Material for this task -
◆ ◆ ◆ ◆

impl Affector {
    pub fn kind(&self) -> Tag {
        Tag::new(match self {
            Affector::HeightConstant(_) => b"AHCN",
            Affector::HeightFractal(_) => b"AHFR",
            Affector::HeightTerrace(_) => b"AHTR",
            Affector::ColorConstant(_) => b"ACCN",
            Affector::ColorRampHeight(_) => b"ACRH",
            Affector::ColorRampFractal(_) => b"ACRF",
            Affector::ShaderConstant(_) => b"ASCN",
            Affector::ShaderReplace(_) => b"ASRP",
            Affector::Flora(a) => return a.category.kind(),
            Affector::Environment(_) => b"AENV",
            Affector::Exclude(_) => b"AEXC",
            Affector::Passable(_) => b"APAS",
            Affector::Opaque(item) => return item.kind,
        })
    }

    pub fn is_opaque(&self) -> bool {
        matches!(self, Affector::Opaque(_))
    }

    pub(crate) fn decode(node: &Node) -> Self {
        ItemParts::split(node)
            .and_then(|parts| Self::decode_known(&parts))
            .unwrap_or_else(|| Affector::Opaque(OpaqueItem::from_node(node)))
    }

    fn decode_known(parts: &ItemParts<'_>) -> Option<Self> {
        let header = parts.header.clone();

        if let Some(category) = FloraCategory::from_parts(parts.kind, parts.version) {
            return parts
                .read(|r| {
                    Ok(Flora {
                        header,
                        category,
                        family_id: r.i32_le()?,
                        operation: r.i32_le()?,
                        remove_all: read_flag(r)?,
                        density_override: read_flag(r)?,
                        density: r.f32()?,
                    })
                })
                .map(Affector::Flora);
        }

        match (parts.kind.as_bytes(), parts.version.as_bytes()) {
            (b"AHCN", b"0000") => parts
                .read(|r| {
                    Ok(HeightConstant {
                        header,
                        operation: r.i32_le()?,
                        height: r.f32()?,
                    })
                })
                .map(Affector::HeightConstant),
            (b"AHFR", b"0002") => parts
                .read(|r| {
                    let operation = r.i32_le()?;
                    let height = r.f32()?;
                    Ok(HeightFractal {
                        header,
                        layout: FractalLayout::OperationFirst,
                        operation,
                        height,
                        fractal_id: r.i32_le()?,
                    })
                })
                .map(Affector::HeightFractal),
            (b"AHFR", b"0003") => parts
                .read(|r| {
                    Ok(HeightFractal {
                        header,
                        layout: FractalLayout::FractalFirst,
                        fractal_id: r.i32_le()?,
                        operation: r.i32_le()?,
                        height: r.f32()?,
                    })
                })
                .map(Affector::HeightFractal),
            (b"AHTR", b"0004") => parts
                .read(|r| {
                    Ok(HeightTerrace {
                        header,
                        fraction: r.f32()?,
                        height: r.f32()?,
                    })
                })
                .map(Affector::HeightTerrace),
            (b"ACCN", b"0000") => parts
                .read(|r| {
                    Ok(ColorConstant {
                        header,
                        family_id: r.i32_le()?,
                        operation: r.i32_le()?,
                        color: read_rgb(r)?,
                    })
                })
                .map(Affector::ColorConstant),
            (b"ACRH", b"0000") => parts
                .read(|r| {
                    Ok(ColorRampHeight {
                        header,
                        operation: r.i32_le()?,
                        low: r.f32()?,
                        high: r.f32()?,
                        image: r.cstring()?,
                    })
                })
                .map(Affector::ColorRampHeight),
            (b"ACRF", b"0000") => parts
                .read(|r| {
                    Ok(ColorRampFractal {
                        header,
                        fractal_id: r.i32_le()?,
                        operation: r.i32_le()?,
                        image: r.cstring()?,
                    })
                })
                .map(Affector::ColorRampFractal),
            (b"ASCN", b"0001") => parts
                .read(|r| {
                    Ok(ShaderConstant {
                        header,
                        family_id: r.i32_le()?,
                        use_feather_override: read_flag(r)?,
                        feather_override: clamp_unit(r.f32()?, "feather_override"),
                    })
                })
                .map(Affector::ShaderConstant),
            (b"ASRP", b"0001") => parts
                .read(|r| {
                    Ok(ShaderReplace {
                        header,
                        source_family: r.i32_le()?,
                        dest_family: r.i32_le()?,
                        use_feather_override: read_flag(r)?,
                        feather_override: clamp_unit(r.f32()?, "feather_override"),
                    })
                })
                .map(Affector::ShaderReplace),
            (b"AENV", b"0000") => parts
                .read(|r| {
                    Ok(Environment {
                        header,
                        family_id: r.i32_le()?,
                        use_feather_override: read_flag(r)?,
                        feather_override: clamp_unit(r.f32()?, "feather_override"),
                    })
                })
                .map(Affector::Environment),
            (b"AEXC", b"0000") => parts.read(|_| Ok(Affector::Exclude(header))),
            (b"APAS", b"0000") => parts
                .read(|r| {
                    Ok(Passable {
                        header,
                        passable: r.bool()?,
                        feather_threshold: clamp_unit(r.f32()?, "feather_threshold"),
                    })
                })
                .map(Affector::Passable),
            _ => {
                tracing::debug!(kind = %parts.kind, version = %parts.version, "Keeping affector as raw bytes");
                None
            }
        }
    }

    pub(crate) fn to_node(&self) -> Node {
        let mut w = ByteWriter::new();
        let (version, header): (Tag, &Option<ItemHeader>) = match self {
            Affector::HeightConstant(a) => {
                w.put_i32_le(a.operation);
                w.put_f32(a.height);
                (Tag::new(b"0000"), &a.header)
            }
            Affector::HeightFractal(a) => match a.layout {
                FractalLayout::OperationFirst => {
                    w.put_i32_le(a.operation);
                    w.put_f32(a.height);
                    w.put_i32_le(a.fractal_id);
                    (Tag::new(b"0002"), &a.header)
                }
                FractalLayout::FractalFirst => {
                    w.put_i32_le(a.fractal_id);
                    w.put_i32_le(a.operation);
                    w.put_f32(a.height);
                    (Tag::new(b"0003"), &a.header)
                }
            },
            Affector::HeightTerrace(a) => {
                w.put_f32(a.fraction);
                w.put_f32(a.height);
                (Tag::new(b"0004"), &a.header)
            }
            Affector::ColorConstant(a) => {
                w.put_i32_le(a.family_id);
                w.put_i32_le(a.operation);
                w.put_u8(a.color.r);
                w.put_u8(a.color.g);
                w.put_u8(a.color.b);
                (Tag::new(b"0000"), &a.header)
            }
            Affector::ColorRampHeight(a) => {
                w.put_i32_le(a.operation);
                w.put_f32(a.low);
                w.put_f32(a.high);
                w.put_cstring(&a.image);
                (Tag::new(b"0000"), &a.header)
            }
            Affector::ColorRampFractal(a) => {
                w.put_i32_le(a.fractal_id);
                w.put_i32_le(a.operation);
                w.put_cstring(&a.image);
                (Tag::new(b"0000"), &a.header)
            }
            Affector::ShaderConstant(a) => {
                w.put_i32_le(a.family_id);
                w.put_i32_le(i32::from(a.use_feather_override));
                w.put_f32(a.feather_override);
                (Tag::new(b"0001"), &a.header)
            }
            Affector::ShaderReplace(a) => {
                w.put_i32_le(a.source_family);
                w.put_i32_le(a.dest_family);
                w.put_i32_le(i32::from(a.use_feather_override));
                w.put_f32(a.feather_override);
                (Tag::new(b"0001"), &a.header)
            }
            Affector::Flora(a) => {
                w.put_i32_le(a.family_id);
                w.put_i32_le(a.operation);
                w.put_i32_le(i32::from(a.remove_all));
                w.put_i32_le(i32::from(a.density_override));
                w.put_f32(a.density);
                (a.category.version(), &a.header)
            }
            Affector::Environment(a) => {
                w.put_i32_le(a.family_id);
                w.put_i32_le(i32::from(a.use_feather_override));
                w.put_f32(a.feather_override);
                (Tag::new(b"0000"), &a.header)
            }
            Affector::Exclude(header) => (Tag::new(b"0000"), header),
            Affector::Passable(a) => {
                w.put_bool(a.passable);
                w.put_f32(a.feather_threshold);
                (Tag::new(b"0000"), &a.header)
            }
            Affector::Opaque(item) => return item.to_node(),
        };
        build_item(self.kind(), version, header.as_ref(), w.into_inner())
    }
}

#[cfg(test)]
mod tests {
    use super::*;

    fn round_trip(affector: Affector) {
        let node = affector.to_node();
        let decoded = Affector::decode(&node);
        assert_eq!(decoded, affector);
        assert_eq!(decoded.to_node(), node);
    }

    #[test]
    fn test_fractal_layouts_differ() {
        let a = HeightFractal {
            header: None,
            layout: FractalLayout::OperationFirst,
            fractal_id: 7,
            operation: 1,
            height: 2.0,
        };
        let b = HeightFractal {
            layout: FractalLayout::FractalFirst,
            ..a.clone()
        };
        let data_a = Affector::HeightFractal(a.clone()).to_node();
        let data_b = Affector::HeightFractal(b.clone()).to_node();
        assert_ne!(data_a, data_b);
        round_trip(Affector::HeightFractal(a));
        round_trip(Affector::HeightFractal(b));
    }

    #[test]
    fn test_known_affectors_round_trip() {
        let header = Some(ItemHeader::new("affector"));
        round_trip(Affector::HeightConstant(HeightConstant {
            header: header.clone(),
            operation: 0,
            height: 12.5,
        }));
        round_trip(Affector::ColorRampHeight(ColorRampHeight {
            header: header.clone(),
            operation: 2,
            low: -5.0,
            high: 40.0,
            image: "terrain/ramp.tga".into(),
        }));
        round_trip(Affector::Flora(Flora {
            header: header.clone(),
            category: FloraCategory::DynamicFar,
            family_id: 3,
            operation: 1,
            remove_all: false,
            density_override: true,
            density: 0.4,
        }));
        round_trip(Affector::Exclude(header));
    }

    #[test]
    fn test_flora_version_must_match_category() {
        let node = build_item(Tag::new(b"AFSC"), Tag::new(b"0002"), None, vec![0; 20]);
        assert!(Affector::decode(&node).is_opaque());
    }

    #[test]
    fn test_road_is_opaque() {
        let node = build_item(Tag::new(b"AROA"), Tag::new(b"0005"), Some(&ItemHeader::new("road")), vec![9; 41]);
        let decoded = Affector::decode(&node);
        assert!(decoded.is_opaque());
        assert_eq!(decoded.kind(), Tag::new(b"AROA"));
        assert_eq!(decoded.to_node(), node);
    }
}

◆ ◆ ◆ ◆

Your instructions -
Report every line of the records that contains the word "ColorRampHeight".

Expected output -
            Affector::ColorRampHeight(_) => b"ACRH",
                    Ok(ColorRampHeight {
                .map(Affector::ColorRampHeight),
            Affector::ColorRampHeight(a) => {
        round_trip(Affector::ColorRampHeight(ColorRampHeight {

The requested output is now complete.